In this vignette, we demonstrate how to use the simGSC() function in reReg package to simulate recurrent event data from a general scale-change model. Since the scale-change model includes the Cox-type model and the accelerated mean model as special cases, simGSC() can also be used to generate data from these sub-models. The simGSC() function allows the censoring time to be non-informative (independent given covariate) or informative about the recurrent event process.

Notations

Let \(N(t)\) be the number of recurrent events occurring over the interval \([0, t]\) and \(D\) be the failure time of interest subjects to right censoring by \(C\).
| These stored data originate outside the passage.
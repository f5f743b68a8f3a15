// secrets-server/src/middleware/rate_limiter.rs
use std::sync::Arc;
use std::time::{Duration, Instant};
use actix_web::{
    dev::{Service, ServiceRequest, ServiceResponse, Transform, forward_ready},
    http::{header, StatusCode},
    Error, ResponseError,
    HttpResponse
};
use common::models::ErrorResponse;
use common::RateLimitConfig;
use dashmap::DashMap;
use futures_util::future::{LocalBoxFuture, Ready, ready};
use std::fmt;

// Custom error for rate limiting
#[derive(Debug)]
struct RateLimitExceeded {
    retry_after: u64,
}

impl fmt::Display for RateLimitExceeded {
    fn fmt(&self, f: &mut fmt::Formatter<'_>) -> fmt::Result {
        write!(f, "Rate limit exceeded")
    }
}

impl ResponseError for RateLimitExceeded {
    fn status_code(&self) -> StatusCode {
        StatusCode::TOO_MANY_REQUESTS
    }

    fn error_response(&self) -> HttpResponse {
        HttpResponse::TooManyRequests()
            .append_header((header::RETRY_AFTER, self.retry_after.to_string()))
            .json(ErrorResponse {
                error: "Too many requests, please try again later.".to_string(),
            })
    }
}

/// Fixed quota per peer IP over a sliding window; excess requests are rejected
#[derive(Debug, Clone)]
pub struct RateLimiter {
    max_requests: usize,
    window: Duration,
    store: Arc<DashMap<String, Vec<Instant>>>,
}

impl RateLimiter {
    pub fn new(max_requests: usize, window: Duration) -> Self {
        Self {
            max_requests,
            window,
            store: Arc::new(DashMap::new()),
        }
    }

    pub fn from_config(config: &RateLimitConfig) -> Self {
        Self::new(config.max_requests, Duration::from_secs(config.window_seconds))
    }

    fn is_rate_limited(&self, ip: &str) -> bool {
        let now = Instant::now();
        let mut hits = self.store.entry(ip.to_string()).or_default();

        hits.retain(|time| now.duration_since(*time) < self.window);

        if hits.len() >= self.max_requests {
            true
        } else {
            hits.push(now);
            false
        }
    }

    /// Drop callers whose window has emptied, returns how many were removed
    pub fn prune_idle(&self) -> usize {
        let now = Instant::now();
        let before = self.store.len();
        self.store.retain(|_, hits| {
            hits.retain(|time| now.duration_since(*time) < self.window);
            !hits.is_empty()
        });
        before.saturating_sub(self.store.len())
    }

    pub fn window(&self) -> Duration {
        self.window
    }
}

// Socket address only; forwarding headers are client controlled
fn caller_key(req: &ServiceRequest) -> String {
    req.peer_addr()
        .map(|addr| addr.ip().to_string())
        .unwrap_or_else(|| "unknown".to_string())
}

impl<S, B> Transform<S, ServiceRequest> for RateLimiter
where
    S: Service<ServiceRequest, Response = ServiceResponse<B>, Error = Error> + 'static,
    S::Future: 'static,
    B: 'static,
{
    type Response = ServiceResponse<B>;
    type Error = Error;
    type Transform = RateLimiterMiddleware<S>;
    type InitError = ();
    type Future = Ready<Result<Self::Transform, Self::InitError>>;

    fn new_transform(&self, service: S) -> Self::Future {
        ready(Ok(RateLimiterMiddleware {
            service,
            limiter: self.clone(),
        }))
    }
}

pub struct RateLimiterMiddleware<S> {
    service: S,
    limiter: RateLimiter,
}

impl<S, B> Service<ServiceRequest> for RateLimiterMiddleware<S>
where
    S: Service<ServiceRequest, Response = ServiceResponse<B>, Error = Error> + 'static,
    S::Future: 'static,
    B: 'static,
{
    type Response = ServiceResponse<B>;
    type Error = Error;
    type Future = LocalBoxFuture<'static, Result<ServiceResponse<B>, Error>>;

    forward_ready!(service);

    fn call(&self, req: ServiceRequest) -> Self::Future {
        let ip = caller_key(&req);

        if self.limiter.is_rate_limited(&ip) {
            tracing::warn!("Rate limit exceeded for IP: {}", ip);

            let retry_after = self.limiter.window.as_secs();
            return Box::pin(async move {
                Err(RateLimitExceeded { retry_after }.into())
            });
        }

        let fut = self.service.call(req);
        Box::pin(async move {
            fut.await
        })
    }
}
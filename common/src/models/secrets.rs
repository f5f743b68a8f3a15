// common/src/models/secrets.rs
use chrono::{DateTime, Duration, Utc};
use serde::{Deserialize, Serialize};

/// Body of `POST /store-token`
#[derive(Debug, Clone, Default, Serialize, Deserialize)]
#[serde(rename_all = "camelCase")]
pub struct StoreTokenRequest {
    #[serde(default)]
    pub access_token: Option<String>,
}

/// Response of `POST /store-token`
#[derive(Debug, Clone, PartialEq, Eq, Serialize, Deserialize)]
#[serde(rename_all = "camelCase")]
pub struct StoreTokenResponse {
    pub verification_id: String,
}

/// Response of `GET /secrets`
#[derive(Debug, Clone, Serialize, Deserialize)]
#[serde(rename_all = "camelCase")]
pub struct SecretsResponse {
    pub encrypted_secrets: EncryptedSecretsBundle,
}

/// Error body returned by both services
#[derive(Debug, Clone, PartialEq, Eq, Serialize, Deserialize)]
pub struct ErrorResponse {
    pub error: String,
}

/// Sealed export of every live cached token, hex encoded
#[derive(Debug, Clone, PartialEq, Eq, Serialize, Deserialize)]
#[serde(rename_all = "camelCase")]
pub struct EncryptedSecretsBundle {
    pub ephemeral_public_key: String,
    pub nonce: String,
    pub ciphertext: String,
    /// Ed25519 signature over the plaintext
    pub signature: String,
    pub signer_public_key: String,
}

/// Token held by the cache until `expires_at`
#[derive(Debug, Clone, PartialEq, Eq)]
pub struct CachedTokenRecord {
    pub verification_id: String,
    pub token: String,
    pub created_at: DateTime<Utc>,
    pub expires_at: DateTime<Utc>,
}

impl CachedTokenRecord {
    pub fn new(verification_id: String, token: String, ttl: Duration) -> Self {
        let now = Utc::now();
        Self {
            verification_id,
            token,
            created_at: now,
            expires_at: now + ttl,
        }
    }

    pub fn is_expired_at(&self, now: DateTime<Utc>) -> bool {
        now >= self.expires_at
    }
}
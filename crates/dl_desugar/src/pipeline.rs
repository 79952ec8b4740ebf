//! Fixed-order composition of the desugaring passes.

use dl_ast::{Options, Program};
use swc_common::{Globals, GLOBALS};
use swc_ecma_transforms_base::{fixer::fixer, hygiene::hygiene, resolver};
use tracing::debug;

use crate::{
    arrow::ArrowFunctions,
    class::Classes,
    generator::{self, Generators},
    pass::{DesugarPass, PassContext},
};

/// One pass execution.
#[derive(Debug, Clone, Copy, PartialEq, Eq)]
pub struct PassRun {
    pub name: &'static str,
    pub rewritten: usize,
}

/// What a pipeline run did, in pass order.
#[derive(Debug, Clone, Default, PartialEq, Eq)]
pub struct PipelineReport {
    pub runs: Vec<PassRun>,
}

impl PipelineReport {
    /// Constructs rewritten by the pass called `name` (0 if it did not run).
    pub fn rewritten(&self, name: &str) -> usize {
        self.runs
            .iter()
            .filter(|run| run.name == name)
            .map(|run| run.rewritten)
            .sum()
    }

    pub fn ran(&self, name: &str) -> bool {
        self.runs.iter().any(|run| run.name == name)
    }

    pub fn generators_rewritten(&self) -> bool {
        self.rewritten(generator::NAME) > 0
    }
}

/// An ordered list of passes run over one program.
#[derive(Default)]
pub struct Pipeline {
    passes: Vec<Box<dyn DesugarPass>>,
}

impl Pipeline {
    pub fn new() -> Self {
        Self::default()
    }

    /// Arrow functions, then classes, then generators, each only if
    /// enabled in `options`.
    pub fn from_options(options: &Options) -> Self {
        let mut pipeline = Self::new();
        if options.arrow_function {
            pipeline.push(ArrowFunctions);
        }
        if options.class {
            pipeline.push(Classes::default());
        }
        if options.generator {
            pipeline.push(Generators);
        }
        pipeline
    }

    pub fn push(&mut self, pass: impl DesugarPass + 'static) -> &mut Self {
        self.passes.push(Box::new(pass));
        self
    }

    pub fn is_empty(&self) -> bool {
        self.passes.is_empty()
    }

    pub fn pass_names(&self) -> Vec<&'static str> {
        self.passes.iter().map(|pass| pass.name()).collect()
    }

    /// Run every pass over `program`.
    ///
    /// Scope analysis runs before the first pass; renaming of colliding
    /// identifiers and parenthesis fixing run after the last. An empty
    /// pipeline leaves the program untouched.
    pub fn run(&self, program: &mut Program) -> PipelineReport {
        if self.is_empty() {
            return PipelineReport::default();
        }

        GLOBALS.set(&Globals::new(), || {
            let cx = PassContext::new();
            program.mutate(resolver(cx.unresolved_mark, cx.top_level_mark, false));

            let mut report = PipelineReport::default();
            for pass in &self.passes {
                let rewritten = pass.apply(program, &cx);
                debug!(pass = pass.name(), rewritten, "applied pass");
                report.runs.push(PassRun {
                    name: pass.name(),
                    rewritten,
                });
            }

            program.mutate(hygiene());
            program.mutate(fixer(None));
            report
        })
    }
}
Define the composite censoring time \(Y = \min(D, C, \tau)\) and the failure event indicator \(\Delta = I\{D\le \min(C, \tau)\}\), where \(\tau\) is the maximum follow-up time. We assume the recurrent event process \(N(\cdot)\) is observed up to \(Y\). Let \(X\) be a \(p\)-dimensional covariate vector. Consider a random sample of \(n\) subjects, the observed data are independent and identically distributed (iid) copies of \(\{Y_i, \Delta_i, X_i, N_i(t), 0\le t\le Y_i\}\), where the subscript \(i\) denotes the index of a subject for \(i= 1, \ldots, n\). Let \(m_i = N_i(Y_i)\) be the number of recurrent events the \(i\)th subject experienced before time \(Y_i\), then the jump times of \(N_i(t)\) give the observed recurrent event times \(t_{i1}, \ldots, t_{im_i}\) when \(m_i > 0\). Thus, the observed data can also be expressed as iid copies of \(\{Y_i, \Delta_i, X_i, m_i, (t_{i1}, \ldots, t_{m_i})\}\). The primary interests in recurrent event data analysis often lie in making inference about the recurrent event process and the failure event and understanding the corresponding covariate effects. The built-in dataset, simDat, is a simulated example of a recurrent event data that is generated from the simGSC() function:

> library(reReg)
> packageVersion("reReg")
[1] '1.4.5'
> data(simDat)

The simGSC function

The function simGSC generates the recurrent times from the joint model \[\begin{equation} \begin{cases} \lambda(t) = \displaystyle Z\lambda_0(te^{X^\top\alpha})e^{X^\top\beta},&\\ h(t) = \displaystyle Zh_0(te^{X^\top\eta})e^{X^\top\theta}, &t\in[0, \tau], \end{cases} \end{equation}\] where \(\lambda_0(t)\) is the baseline rate function for the recurrent event process, \(h_0(t)\) is the baseline hazard function for the failure time, \(Z\) is a non-negative subject-specific latent frailty variable. The \(p\)-dimensional regression coefficients \((\alpha, \eta)\) and \((\beta, \theta)\) correspond to the shape and the size parameters, respectively. The arguments in simGSC are as follow

> args(simGSC)
function (n, summary = FALSE, para, xmat, censoring, frailty, 
    tau, origin, Lam0, Haz0) 
NULL

The arguments are as follows

  • n is the number of individual
  • summary is a logical value indicating whether a brief data summary will be printed.
  • para is a list of regression parameters. The list members alpha, beta, eta, and theta correspond to \(\alpha\), \(\beta\), \(\eta\), and \(\theta\) in (1), respectively.
  • xmat is the \(n\times p\) design matrix.
  • censoring is a \(n\)-dimensional numerical vector to specify the independent censoring time, \(C\).
  • frailty is a \(n\)-dimensional numerical vector to specify the frailty variable, \(Z\).
  • tau is the maximum follow-up time, \(\tau\).
  • origin is the time origin for each subject.
  • Lam0 is a single argument function used to specify the baseline cumulative rate function, \(\Lambda_0(t)\).
  • Haz0 is a single argument function used to specify the baseline cumulative hazard function, \(H_0(t)\).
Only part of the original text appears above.